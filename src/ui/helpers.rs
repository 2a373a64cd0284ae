//! Shared formatting utilities for the presenter layer.
//!
//! # Features
//!
//! - **Match Highlighting**: Computes and marks character ranges matching a search term
//! - **Truncation**: Shortens long descriptions on a character boundary
//! - **Relative Time**: Formats "5m ago" style timestamps
//!
//! All ranges are `(start, end)` character indices, start inclusive and end
//! exclusive, never byte offsets.
//!
//! # Example
//!
//! ```rust
//! use medlist::app::MatchMode;
//! use medlist::ui::helpers::{highlight_ranges, mark_ranges};
//!
//! let ranges = highlight_ranges("Amoxicillin", "amox", MatchMode::Substring);
//! assert_eq!(ranges, vec![(0, 4)]);
//! assert_eq!(mark_ranges("Amoxicillin", &ranges, "[", "]"), "[Amox]icillin");
//! ```

use crate::app::filter::normalize_term;
use crate::app::MatchMode;
use chrono::{DateTime, Utc};
use fuzzy_matcher::skim::SkimMatcherV2;
use fuzzy_matcher::FuzzyMatcher;

const SECONDS_PER_MINUTE: i64 = 60;
const SECONDS_PER_HOUR: i64 = 3600;
const SECONDS_PER_DAY: i64 = 86400;

/// Computes the character ranges of `text` that match `term`.
///
/// Substring mode marks every non-overlapping occurrence of the whole term.
/// Fuzzy mode marks the matched characters, with adjacent positions merged
/// into one range. An empty term, or no match, yields no ranges.
///
/// # Parameters
///
/// * `text` - Text shown to the user
/// * `term` - Search term as entered (trimmed and case-folded here)
/// * `mode` - Matching rule in effect for the list
#[must_use]
pub fn highlight_ranges(text: &str, term: &str, mode: MatchMode) -> Vec<(usize, usize)> {
    let needle = normalize_term(term);
    if needle.is_empty() {
        return vec![];
    }

    match mode {
        MatchMode::Substring => substring_ranges(&FoldedText::new(text), &needle),
        MatchMode::Fuzzy => {
            let folded = FoldedText::new(text);
            let haystack: String = folded.chars.iter().collect();
            let matcher = SkimMatcherV2::default();
            matcher
                .fuzzy_indices(&haystack, &needle)
                .map(|(_score, indices)| {
                    let mut positions: Vec<usize> =
                        indices.iter().filter_map(|&i| folded.origin.get(i).copied()).collect();
                    positions.dedup();
                    coalesce(&positions)
                })
                .unwrap_or_default()
        }
    }
}

/// Lowercased text with each folded character mapped back to the index of
/// the original character it came from. Lowercasing can expand one character
/// into several (`İ` folds to `i̇`).
struct FoldedText {
    chars: Vec<char>,
    origin: Vec<usize>,
}

impl FoldedText {
    fn new(text: &str) -> Self {
        let mut chars = Vec::with_capacity(text.len());
        let mut origin = Vec::with_capacity(text.len());
        for (index, c) in text.chars().enumerate() {
            for folded in c.to_lowercase() {
                chars.push(folded);
                origin.push(index);
            }
        }
        Self { chars, origin }
    }

    /// Maps a folded `[start, end)` range onto original character indices.
    fn original_range(&self, start: usize, end: usize) -> (usize, usize) {
        (self.origin[start], self.origin[end - 1] + 1)
    }
}

fn substring_ranges(folded: &FoldedText, needle: &str) -> Vec<(usize, usize)> {
    let haystack = &folded.chars;
    let pattern: Vec<char> = needle.chars().collect();
    if pattern.is_empty() || pattern.len() > haystack.len() {
        return vec![];
    }

    let mut ranges: Vec<(usize, usize)> = Vec::new();
    let mut i = 0;
    while i + pattern.len() <= haystack.len() {
        if haystack[i..i + pattern.len()] == pattern[..] {
            let (start, end) = folded.original_range(i, i + pattern.len());
            match ranges.last_mut() {
                Some(last) if last.1 > start => last.1 = last.1.max(end),
                _ => ranges.push((start, end)),
            }
            i += pattern.len();
        } else {
            i += 1;
        }
    }
    ranges
}

/// Merges sorted character indices into contiguous ranges.
fn coalesce(indices: &[usize]) -> Vec<(usize, usize)> {
    let mut ranges = Vec::new();
    let mut start = None;
    let mut prev = None;

    for &idx in indices {
        match (start, prev) {
            (Some(_), Some(p)) if idx == p + 1 => {
                prev = Some(idx);
            }
            (Some(s), Some(p)) => {
                ranges.push((s, p + 1));
                start = Some(idx);
                prev = Some(idx);
            }
            _ => {
                start = Some(idx);
                prev = Some(idx);
            }
        }
    }

    if let (Some(s), Some(p)) = (start, prev) {
        ranges.push((s, p + 1));
    }
    ranges
}

/// Wraps each range of `text` in `open`/`close` markers.
///
/// Ranges past the end of the text are clamped.
#[must_use]
pub fn mark_ranges(text: &str, ranges: &[(usize, usize)], open: &str, close: &str) -> String {
    if ranges.is_empty() {
        return text.to_string();
    }

    let chars: Vec<char> = text.chars().collect();
    let mut out = String::with_capacity(text.len() + ranges.len() * (open.len() + close.len()));
    let mut current_pos = 0;

    for &(start, end) in ranges {
        let start = start.min(chars.len()).max(current_pos);
        let end = end.min(chars.len());
        if start >= end {
            continue;
        }
        out.extend(&chars[current_pos..start]);
        out.push_str(open);
        out.extend(&chars[start..end]);
        out.push_str(close);
        current_pos = end;
    }

    out.extend(&chars[current_pos..]);
    out
}

/// Shortens `text` to at most `max_chars` characters, ending in `...` when cut.
#[must_use]
pub fn truncate(text: &str, max_chars: usize) -> String {
    if text.chars().count() <= max_chars {
        return text.to_string();
    }
    let keep = max_chars.saturating_sub(3);
    let head: String = text.chars().take(keep).collect();
    format!("{}...", head.trim_end())
}

/// Formats how long ago `then` was, relative to `now`.
///
/// Returns "just now", "Xm ago", "Xh ago", or "Xd ago". Timestamps in the
/// future count as "just now".
#[must_use]
pub fn time_ago(then: DateTime<Utc>, now: DateTime<Utc>) -> String {
    let diff = (now - then).num_seconds();

    if diff < SECONDS_PER_MINUTE {
        "just now".to_string()
    } else if diff < SECONDS_PER_HOUR {
        let mins = diff / SECONDS_PER_MINUTE;
        format!("{mins}m ago")
    } else if diff < SECONDS_PER_DAY {
        let hours = diff / SECONDS_PER_HOUR;
        format!("{hours}h ago")
    } else {
        let days = diff / SECONDS_PER_DAY;
        format!("{days}d ago")
    }
}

----------------------------------------

The whole listing above should be copied out exactly, line by line.

filename src/ui/helpers.rs
repository 2a373a64cd0284ae
//! Shared formatting utilities for the presenter layer.
//!
//! # Features
//!
//! - **Match Highlighting**: Computes and marks character ranges matching a search term
//! - **Truncation**: Shortens long descriptions on a character boundary
//! - **Relative Time**: Formats "5m ago" style timestamps
//!
//! All ranges are `(start, end)` character indices, start inclusive and end
//! exclusive, never byte offsets.
//!
//! # Example
//!
//! ```rust
//! use medlist::app::MatchMode;
//! use medlist::ui::helpers::{highlight_ranges, mark_ranges};
//!
//! let ranges = highlight_ranges("Amoxicillin", "amox", MatchMode::Substring);
//! assert_eq!(ranges, vec![(0, 4)]);
//! assert_eq!(mark_ranges("Amoxicillin", &ranges, "[", "]"), "[Amox]icillin");
//! ```

use crate::app::filter::normalize_term;
use crate::app::MatchMode;
use chrono::{DateTime, Utc};
use fuzzy_matcher::skim::SkimMatcherV2;
use fuzzy_matcher::FuzzyMatcher;

const SECONDS_PER_MINUTE: i64 = 60;
const SECONDS_PER_HOUR: i64 = 3600;
const SECONDS_PER_DAY: i64 = 86400;

/// Computes the character ranges of `text` that match `term`.
///
/// Substring mode marks every non-overlapping occurrence of the whole term.
/// Fuzzy mode marks the matched characters, with adjacent positions merged
/// into one range. An empty term, or no match, yields no ranges.
///
/// # Parameters
///
/// * `text` - Text shown to the user
/// * `term` - Search term as entered (trimmed and case-folded here)
/// * `mode` - Matching rule in effect for the list
#[must_use]
pub fn highlight_ranges(text: &str, term: &str, mode: MatchMode) -> Vec<(usize, usize)> {
    let needle = normalize_term(term);
    if needle.is_empty() {
        return vec![];
    }

    match mode {
        MatchMode::Substring => substring_ranges(&FoldedText::new(text), &needle),
        MatchMode::Fuzzy => {
            let folded = FoldedText::new(text);
            let haystack: String = folded.chars.iter().collect();
            let matcher = SkimMatcherV2::default();
            matcher
                .fuzzy_indices(&haystack, &needle)
                .map(|(_score, indices)| {
                    let mut positions: Vec<usize> =
                        indices.iter().filter_map(|&i| folded.origin.get(i).copied()).collect();
                    positions.dedup();
                    coalesce(&positions)
                })
                .unwrap_or_default()
        }
    }
}

/// Lowercased text with each folded character mapped back to the index of
/// the original character it came from. Lowercasing can expand one character
/// into several (`İ` folds to `i̇`).
struct FoldedText {
    chars: Vec<char>,
    origin: Vec<usize>,
}

impl FoldedText {
    fn new(text: &str) -> Self {
        let mut chars = Vec::with_capacity(text.len());
        let mut origin = Vec::with_capacity(text.len());
        for (index, c) in text.chars().enumerate() {
            for folded in c.to_lowercase() {
                chars.push(folded);
                origin.push(index);
            }
        }
        Self { chars, origin }
    }

    /// Maps a folded `[start, end)` range onto original character indices.
    fn original_range(&self, start: usize, end: usize) -> (usize, usize) {
        (self.origin[start], self.origin[end - 1] + 1)
    }
}

fn substring_ranges(folded: &FoldedText, needle: &str) -> Vec<(usize, usize)> {
    let haystack = &folded.chars;
    let pattern: Vec<char> = needle.chars().collect();
    if pattern.is_empty() || pattern.len() > haystack.len() {
        return vec![];
    }

    let mut ranges: Vec<(usize, usize)> = Vec::new();
    let mut i = 0;
    while i + pattern.len() <= haystack.len() {
        if haystack[i..i + pattern.len()] == pattern[..] {
            let (start, end) = folded.original_range(i, i + pattern.len());
            match ranges.last_mut() {
                Some(last) if last.1 > start => last.1 = last.1.max(end),
                _ => ranges.push((start, end)),
            }
            i += pattern.len();
        } else {
            i += 1;
        }
    }
    ranges
}

/// Merges sorted character indices into contiguous ranges.
fn coalesce(indices: &[usize]) -> Vec<(usize, usize)> {
    let mut ranges = Vec::new();
    let mut start = None;
    let mut prev = None;

    for &idx in indices {
        match (start, prev) {
            (Some(_), Some(p)) if idx == p + 1 => {
                prev = Some(idx);
            }
            (Some(s), Some(p)) => {
                ranges.push((s, p + 1));
                start = Some(idx);
                prev = Some(idx);
            }
            _ => {
                start = Some(idx);
                prev = Some(idx);
            }
        }
    }

    if let (Some(s), Some(p)) = (start, prev) {
        ranges.push((s, p + 1));
    }
    ranges
}

/// Wraps each range of `text` in `open`/`close` markers.
///
/// Ranges past the end of the text are clamped.
#[must_use]
pub fn mark_ranges(text: &str, ranges: &[(usize, usize)], open: &str, close: &str) -> String {
    if ranges.is_empty() {
        return text.to_string();
    }

    let chars: Vec<char> = text.chars().collect();
    let mut out = String::with_capacity(text.len() + ranges.len() * (open.len() + close.len()));
    let mut current_pos = 0;

    for &(start, end) in ranges {
        let start = start.min(chars.len()).max(current_pos);
        let end = end.min(chars.len());
        if start >= end {
            continue;
        }
        out.extend(&chars[current_pos..start]);
        out.push_str(open);
        out.extend(&chars[start..end]);
        out.push_str(close);
        current_pos = end;
    }

    out.extend(&chars[current_pos..]);
    out
}

/// Shortens `text` to at most `max_chars` characters, ending in `...` when cut.
#[must_use]
pub fn truncate(text: &str, max_chars: usize) -> String {
    if text.chars().count() <= max_chars {
        return text.to_string();
    }
    let keep = max_chars.saturating_sub(3);
    let head: String = text.chars().take(keep).collect();
    format!("{}...", head.trim_end())
}

/// Formats how long ago `then` was, relative to `now`.
///
/// Returns "just now", "Xm ago", "Xh ago", or "Xd ago". Timestamps in the
/// future count as "just now".
#[must_use]
pub fn time_ago(then: DateTime<Utc>, now: DateTime<Utc>) -> String {
    let diff = (now - then).num_seconds();

    if diff < SECONDS_PER_MINUTE {
        "just now".to_string()
    } else if diff < SECONDS_PER_HOUR {
        let mins = diff / SECONDS_PER_MINUTE;
        format!("{mins}m ago")
    } else if diff < SECONDS_PER_DAY {
        let hours = diff / SECONDS_PER_HOUR;
        format!("{hours}h ago")
    } else {
        let days = diff / SECONDS_PER_DAY;
        format!("{days}d ago")
    }
}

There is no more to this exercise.